Work instructions: Please restate the data word for word.

Exercise input:
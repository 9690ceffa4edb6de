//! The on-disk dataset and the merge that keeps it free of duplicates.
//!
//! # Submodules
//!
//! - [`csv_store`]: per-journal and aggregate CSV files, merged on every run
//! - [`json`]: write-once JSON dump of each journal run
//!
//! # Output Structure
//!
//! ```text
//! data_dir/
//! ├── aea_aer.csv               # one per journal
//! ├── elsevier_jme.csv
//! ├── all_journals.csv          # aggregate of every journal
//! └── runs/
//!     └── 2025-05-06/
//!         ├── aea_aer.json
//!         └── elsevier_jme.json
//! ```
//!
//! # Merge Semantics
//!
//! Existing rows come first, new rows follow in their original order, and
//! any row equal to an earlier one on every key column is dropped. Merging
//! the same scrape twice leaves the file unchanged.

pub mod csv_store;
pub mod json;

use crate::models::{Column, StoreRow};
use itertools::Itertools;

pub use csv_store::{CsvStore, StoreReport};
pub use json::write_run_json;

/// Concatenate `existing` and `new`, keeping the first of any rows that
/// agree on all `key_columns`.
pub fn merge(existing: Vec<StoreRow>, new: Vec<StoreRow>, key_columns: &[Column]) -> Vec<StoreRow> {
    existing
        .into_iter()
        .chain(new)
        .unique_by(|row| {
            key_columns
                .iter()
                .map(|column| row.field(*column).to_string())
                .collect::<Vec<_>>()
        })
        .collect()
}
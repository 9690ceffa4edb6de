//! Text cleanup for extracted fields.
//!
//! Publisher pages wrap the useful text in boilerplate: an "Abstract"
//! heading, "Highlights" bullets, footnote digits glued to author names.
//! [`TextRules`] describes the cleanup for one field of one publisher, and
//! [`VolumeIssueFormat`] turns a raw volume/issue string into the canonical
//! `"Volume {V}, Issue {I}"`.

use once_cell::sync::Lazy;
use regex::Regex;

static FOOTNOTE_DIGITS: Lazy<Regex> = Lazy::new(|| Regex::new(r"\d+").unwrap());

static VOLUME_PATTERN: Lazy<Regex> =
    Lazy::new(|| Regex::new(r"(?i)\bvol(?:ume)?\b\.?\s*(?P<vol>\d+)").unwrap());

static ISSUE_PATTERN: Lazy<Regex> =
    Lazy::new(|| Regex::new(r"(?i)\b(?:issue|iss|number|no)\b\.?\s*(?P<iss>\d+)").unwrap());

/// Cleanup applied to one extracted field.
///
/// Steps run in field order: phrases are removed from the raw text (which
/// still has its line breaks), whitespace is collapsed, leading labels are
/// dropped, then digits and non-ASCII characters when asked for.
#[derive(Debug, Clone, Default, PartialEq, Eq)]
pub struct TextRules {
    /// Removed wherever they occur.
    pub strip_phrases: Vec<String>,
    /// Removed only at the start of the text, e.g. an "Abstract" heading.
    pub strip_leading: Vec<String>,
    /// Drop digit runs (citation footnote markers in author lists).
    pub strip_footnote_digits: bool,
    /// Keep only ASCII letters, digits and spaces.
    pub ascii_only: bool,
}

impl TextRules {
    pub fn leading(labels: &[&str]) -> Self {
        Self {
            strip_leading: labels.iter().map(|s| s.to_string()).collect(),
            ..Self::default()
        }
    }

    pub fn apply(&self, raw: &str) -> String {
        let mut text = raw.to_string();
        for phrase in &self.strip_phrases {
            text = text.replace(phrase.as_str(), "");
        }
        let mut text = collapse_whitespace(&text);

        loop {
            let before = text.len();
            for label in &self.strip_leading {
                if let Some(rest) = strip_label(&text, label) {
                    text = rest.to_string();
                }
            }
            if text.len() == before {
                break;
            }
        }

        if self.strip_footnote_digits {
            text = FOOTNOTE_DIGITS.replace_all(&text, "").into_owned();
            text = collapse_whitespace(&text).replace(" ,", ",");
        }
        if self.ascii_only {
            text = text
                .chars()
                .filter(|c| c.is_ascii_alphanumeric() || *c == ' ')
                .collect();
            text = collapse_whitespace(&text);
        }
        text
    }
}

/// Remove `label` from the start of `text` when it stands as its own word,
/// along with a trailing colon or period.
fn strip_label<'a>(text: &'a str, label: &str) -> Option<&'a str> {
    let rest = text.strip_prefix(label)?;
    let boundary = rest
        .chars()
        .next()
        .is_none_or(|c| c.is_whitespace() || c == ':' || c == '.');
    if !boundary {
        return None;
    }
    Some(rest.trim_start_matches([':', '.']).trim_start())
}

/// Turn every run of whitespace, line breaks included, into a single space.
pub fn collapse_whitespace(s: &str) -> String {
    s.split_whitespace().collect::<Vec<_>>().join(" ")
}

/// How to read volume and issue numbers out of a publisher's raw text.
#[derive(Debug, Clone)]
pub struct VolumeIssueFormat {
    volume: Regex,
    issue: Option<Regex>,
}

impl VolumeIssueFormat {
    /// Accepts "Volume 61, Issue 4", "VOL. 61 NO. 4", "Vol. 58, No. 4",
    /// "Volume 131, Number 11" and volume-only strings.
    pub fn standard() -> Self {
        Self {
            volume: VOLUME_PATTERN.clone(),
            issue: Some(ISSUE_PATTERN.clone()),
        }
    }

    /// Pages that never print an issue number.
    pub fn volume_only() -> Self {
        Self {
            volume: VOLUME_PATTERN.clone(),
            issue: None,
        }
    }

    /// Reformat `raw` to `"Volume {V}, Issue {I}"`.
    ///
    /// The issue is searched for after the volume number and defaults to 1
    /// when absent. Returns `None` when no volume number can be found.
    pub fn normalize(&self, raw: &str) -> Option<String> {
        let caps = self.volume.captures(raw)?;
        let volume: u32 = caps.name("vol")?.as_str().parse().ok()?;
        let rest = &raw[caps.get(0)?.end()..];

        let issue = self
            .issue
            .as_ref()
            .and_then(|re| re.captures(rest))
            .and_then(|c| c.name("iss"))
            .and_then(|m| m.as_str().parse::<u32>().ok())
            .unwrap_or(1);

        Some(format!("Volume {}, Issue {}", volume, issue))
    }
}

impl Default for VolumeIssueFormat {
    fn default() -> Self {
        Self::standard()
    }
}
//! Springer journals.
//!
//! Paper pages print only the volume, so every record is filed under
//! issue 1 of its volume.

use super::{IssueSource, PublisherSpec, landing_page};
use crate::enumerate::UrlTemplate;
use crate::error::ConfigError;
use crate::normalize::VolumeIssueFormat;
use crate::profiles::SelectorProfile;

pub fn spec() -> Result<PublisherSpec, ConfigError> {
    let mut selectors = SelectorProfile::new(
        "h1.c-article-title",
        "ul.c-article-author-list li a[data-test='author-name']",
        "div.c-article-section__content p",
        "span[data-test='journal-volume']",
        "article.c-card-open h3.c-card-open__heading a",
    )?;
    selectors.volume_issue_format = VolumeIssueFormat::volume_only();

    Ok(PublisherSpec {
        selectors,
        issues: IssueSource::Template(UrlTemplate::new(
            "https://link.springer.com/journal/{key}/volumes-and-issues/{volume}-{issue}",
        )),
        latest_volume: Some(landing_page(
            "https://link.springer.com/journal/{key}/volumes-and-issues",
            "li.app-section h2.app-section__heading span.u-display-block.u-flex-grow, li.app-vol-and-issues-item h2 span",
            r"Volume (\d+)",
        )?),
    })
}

Answer space:
repository 9690ceffa4edb6de
//! The on-disk dataset and the merge that keeps it free of duplicates.
//!
//! # Submodules
//!
//! - [`csv_store`]: per-journal and aggregate CSV files, merged on every run
//! - [`json`]: write-once JSON dump of each journal run
//!
//! # Output Structure
//!
//! ```text
//! data_dir/
//! ├── aea_aer.csv               # one per journal
//! ├── elsevier_jme.csv
//! ├── all_journals.csv          # aggregate of every journal
//! └── runs/
//!     └── 2025-05-06/
//!         ├── aea_aer.json
//!         └── elsevier_jme.json
//! ```
//!
//! # Merge Semantics
//!
//! Existing rows come first, new rows follow in their original order, and
//! any row equal to an earlier one on every key column is dropped. Merging
//! the same scrape twice leaves the file unchanged.

pub mod csv_store;
pub mod json;

use crate::models::{Column, StoreRow};
use itertools::Itertools;

pub use csv_store::{CsvStore, StoreReport};
pub use json::write_run_json;

/// Concatenate `existing` and `new`, keeping the first of any rows that
/// agree on all `key_columns`.
pub fn merge(existing: Vec<StoreRow>, new: Vec<StoreRow>, key_columns: &[Column]) -> Vec<StoreRow> {
    existing
        .into_iter()
        .chain(new)
        .unique_by(|row| {
            key_columns
                .iter()
                .map(|column| row.field(*column).to_string())
                .collect::<Vec<_>>()
        })
        .collect()
}
repository 9690ceffa4edb6de
//! Text cleanup for extracted fields.
//!
//! Publisher pages wrap the useful text in boilerplate: an "Abstract"
//! heading, "Highlights" bullets, footnote digits glued to author names.
//! [`TextRules`] describes the cleanup for one field of one publisher, and
//! [`VolumeIssueFormat`] turns a raw volume/issue string into the canonical
//! `"Volume {V}, Issue {I}"`.

use once_cell::sync::Lazy;
use regex::Regex;

static FOOTNOTE_DIGITS: Lazy<Regex> = Lazy::new(|| Regex::new(r"\d+").unwrap());

static VOLUME_PATTERN: Lazy<Regex> =
    Lazy::new(|| Regex::new(r"(?i)\bvol(?:ume)?\b\.?\s*(?P<vol>\d+)").unwrap());

static ISSUE_PATTERN: Lazy<Regex> =
    Lazy::new(|| Regex::new(r"(?i)\b(?:issue|iss|number|no)\b\.?\s*(?P<iss>\d+)").unwrap());

/// Cleanup applied to one extracted field.
///
/// Steps run in field order: phrases are removed from the raw text (which
/// still has its line breaks), whitespace is collapsed, leading labels are
/// dropped, then digits and non-ASCII characters when asked for.
#[derive(Debug, Clone, Default, PartialEq, Eq)]
pub struct TextRules {
    /// Removed wherever they occur.
    pub strip_phrases: Vec<String>,
    /// Removed only at the start of the text, e.g. an "Abstract" heading.
    pub strip_leading: Vec<String>,
    /// Drop digit runs (citation footnote markers in author lists).
    pub strip_footnote_digits: bool,
    /// Keep only ASCII letters, digits and spaces.
    pub ascii_only: bool,
}

impl TextRules {
    pub fn leading(labels: &[&str]) -> Self {
        Self {
            strip_leading: labels.iter().map(|s| s.to_string()).collect(),
            ..Self::default()
        }
    }

    pub fn apply(&self, raw: &str) -> String {
        let mut text = raw.to_string();
        for phrase in &self.strip_phrases {
            text = text.replace(phrase.as_str(), "");
        }
        let mut text = collapse_whitespace(&text);

        loop {
            let before = text.len();
            for label in &self.strip_leading {
                if let Some(rest) = strip_label(&text, label) {
                    text = rest.to_string();
                }
            }
            if text.len() == before {
                break;
            }
        }

        if self.strip_footnote_digits {
            text = FOOTNOTE_DIGITS.replace_all(&text, "").into_owned();
            text = collapse_whitespace(&text).replace(" ,", ",");
        }
        if self.ascii_only {
            text = text
                .chars()
                .filter(|c| c.is_ascii_alphanumeric() || *c == ' ')
                .collect();
            text = collapse_whitespace(&text);
        }
        text
    }
}

/// Remove `label` from the start of `text` when it stands as its own word,
/// along with a trailing colon or period.
fn strip_label<'a>(text: &'a str, label: &str) -> Option<&'a str> {
    let rest = text.strip_prefix(label)?;
    let boundary = rest
        .chars()
        .next()
        .is_none_or(|c| c.is_whitespace() || c == ':' || c == '.');
    if !boundary {
        return None;
    }
    Some(rest.trim_start_matches([':', '.']).trim_start())
}

/// Turn every run of whitespace, line breaks included, into a single space.
pub fn collapse_whitespace(s: &str) -> String {
    s.split_whitespace().collect::<Vec<_>>().join(" ")
}

/// How to read volume and issue numbers out of a publisher's raw text.
#[derive(Debug, Clone)]
pub struct VolumeIssueFormat {
    volume: Regex,
    issue: Option<Regex>,
}

impl VolumeIssueFormat {
    /// Accepts "Volume 61, Issue 4", "VOL. 61 NO. 4", "Vol. 58, No. 4",
    /// "Volume 131, Number 11" and volume-only strings.
    pub fn standard() -> Self {
        Self {
            volume: VOLUME_PATTERN.clone(),
            issue: Some(ISSUE_PATTERN.clone()),
        }
    }

    /// Pages that never print an issue number.
    pub fn volume_only() -> Self {
        Self {
            volume: VOLUME_PATTERN.clone(),
            issue: None,
        }
    }

    /// Reformat `raw` to `"Volume {V}, Issue {I}"`.
    ///
    /// The issue is searched for after the volume number and defaults to 1
    /// when absent. Returns `None` when no volume number can be found.
    pub fn normalize(&self, raw: &str) -> Option<String> {
        let caps = self.volume.captures(raw)?;
        let volume: u32 = caps.name("vol")?.as_str().parse().ok()?;
        let rest = &raw[caps.get(0)?.end()..];

        let issue = self
            .issue
            .as_ref()
            .and_then(|re| re.captures(rest))
            .and_then(|c| c.name("iss"))
            .and_then(|m| m.as_str().parse::<u32>().ok())
            .unwrap_or(1);

        Some(format!("Volume {}, Issue {}", volume, issue))
    }
}

impl Default for VolumeIssueFormat {
    fn default() -> Self {
        Self::standard()
    }
}
//! Springer journals.
//!
//! Paper pages print only the volume, so every record is filed under
//! issue 1 of its volume.

use super::{IssueSource, PublisherSpec, landing_page};
use crate::enumerate::UrlTemplate;
use crate::error::ConfigError;
use crate::normalize::VolumeIssueFormat;
use crate::profiles::SelectorProfile;

pub fn spec() -> Result<PublisherSpec, ConfigError> {
    let mut selectors = SelectorProfile::new(
        "h1.c-article-title",
        "ul.c-article-author-list li a[data-test='author-name']",
        "div.c-article-section__content p",
        "span[data-test='journal-volume']",
        "article.c-card-open h3.c-card-open__heading a",
    )?;
    selectors.volume_issue_format = VolumeIssueFormat::volume_only();

    Ok(PublisherSpec {
        selectors,
        issues: IssueSource::Template(UrlTemplate::new(
            "https://link.springer.com/journal/{key}/volumes-and-issues/{volume}-{issue}",
        )),
        latest_volume: Some(landing_page(
            "https://link.springer.com/journal/{key}/volumes-and-issues",
            "li.app-section h2.app-section__heading span.u-display-block.u-flex-grow, li.app-vol-and-issues-item h2 span",
            r"Volume (\d+)",
        )?),
    })
}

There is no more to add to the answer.